Data supplied.
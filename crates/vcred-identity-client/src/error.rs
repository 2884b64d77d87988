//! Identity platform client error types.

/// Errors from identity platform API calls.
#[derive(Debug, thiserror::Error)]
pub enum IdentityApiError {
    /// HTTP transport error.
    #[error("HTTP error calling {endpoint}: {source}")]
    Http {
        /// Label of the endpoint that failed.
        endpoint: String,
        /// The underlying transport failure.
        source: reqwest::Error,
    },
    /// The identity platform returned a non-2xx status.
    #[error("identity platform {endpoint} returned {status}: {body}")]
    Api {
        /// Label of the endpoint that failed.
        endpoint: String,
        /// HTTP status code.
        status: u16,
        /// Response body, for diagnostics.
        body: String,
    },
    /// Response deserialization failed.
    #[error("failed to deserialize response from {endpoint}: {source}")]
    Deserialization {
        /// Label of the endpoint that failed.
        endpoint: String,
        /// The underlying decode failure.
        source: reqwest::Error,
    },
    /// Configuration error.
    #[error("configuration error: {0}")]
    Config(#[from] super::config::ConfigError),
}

--

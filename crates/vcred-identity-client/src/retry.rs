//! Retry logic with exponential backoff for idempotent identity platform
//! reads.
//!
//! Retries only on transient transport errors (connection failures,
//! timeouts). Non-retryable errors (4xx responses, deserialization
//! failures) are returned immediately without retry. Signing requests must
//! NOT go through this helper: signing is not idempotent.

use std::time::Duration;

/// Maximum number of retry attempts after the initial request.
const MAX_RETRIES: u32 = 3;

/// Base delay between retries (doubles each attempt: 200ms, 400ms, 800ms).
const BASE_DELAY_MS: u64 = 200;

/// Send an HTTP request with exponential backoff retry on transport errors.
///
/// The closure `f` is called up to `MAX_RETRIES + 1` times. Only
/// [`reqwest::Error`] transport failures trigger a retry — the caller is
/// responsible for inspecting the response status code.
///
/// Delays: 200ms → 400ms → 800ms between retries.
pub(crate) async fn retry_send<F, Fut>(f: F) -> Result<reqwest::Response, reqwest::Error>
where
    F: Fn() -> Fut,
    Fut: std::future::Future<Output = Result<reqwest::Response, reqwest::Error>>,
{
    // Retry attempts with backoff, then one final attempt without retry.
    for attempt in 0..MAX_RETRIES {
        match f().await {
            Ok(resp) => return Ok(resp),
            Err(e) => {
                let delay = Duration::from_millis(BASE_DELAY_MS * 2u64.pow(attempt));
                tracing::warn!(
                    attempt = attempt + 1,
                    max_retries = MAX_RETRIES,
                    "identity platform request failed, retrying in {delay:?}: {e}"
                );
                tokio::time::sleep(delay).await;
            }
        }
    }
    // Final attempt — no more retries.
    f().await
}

...

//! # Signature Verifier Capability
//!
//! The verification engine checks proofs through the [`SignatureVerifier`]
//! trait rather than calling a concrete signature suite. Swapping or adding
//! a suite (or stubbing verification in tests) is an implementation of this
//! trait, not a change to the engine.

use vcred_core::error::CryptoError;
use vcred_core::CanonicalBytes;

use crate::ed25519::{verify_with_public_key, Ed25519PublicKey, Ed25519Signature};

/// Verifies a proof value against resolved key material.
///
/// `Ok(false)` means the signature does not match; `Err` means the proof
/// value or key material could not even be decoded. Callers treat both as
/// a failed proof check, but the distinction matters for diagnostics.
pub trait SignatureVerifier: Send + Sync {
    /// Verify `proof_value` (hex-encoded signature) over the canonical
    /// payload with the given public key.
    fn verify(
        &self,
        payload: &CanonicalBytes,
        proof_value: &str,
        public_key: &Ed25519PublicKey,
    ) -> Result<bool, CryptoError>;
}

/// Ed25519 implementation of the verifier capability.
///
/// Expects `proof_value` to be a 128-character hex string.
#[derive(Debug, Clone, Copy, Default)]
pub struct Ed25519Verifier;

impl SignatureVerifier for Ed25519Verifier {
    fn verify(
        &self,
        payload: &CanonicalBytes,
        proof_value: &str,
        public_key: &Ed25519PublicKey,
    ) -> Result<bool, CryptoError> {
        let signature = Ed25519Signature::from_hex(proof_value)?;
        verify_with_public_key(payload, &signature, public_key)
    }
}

Requirement. Give the number of lines in the entries that hold the word "suite", and nothing else.

Solution below. 2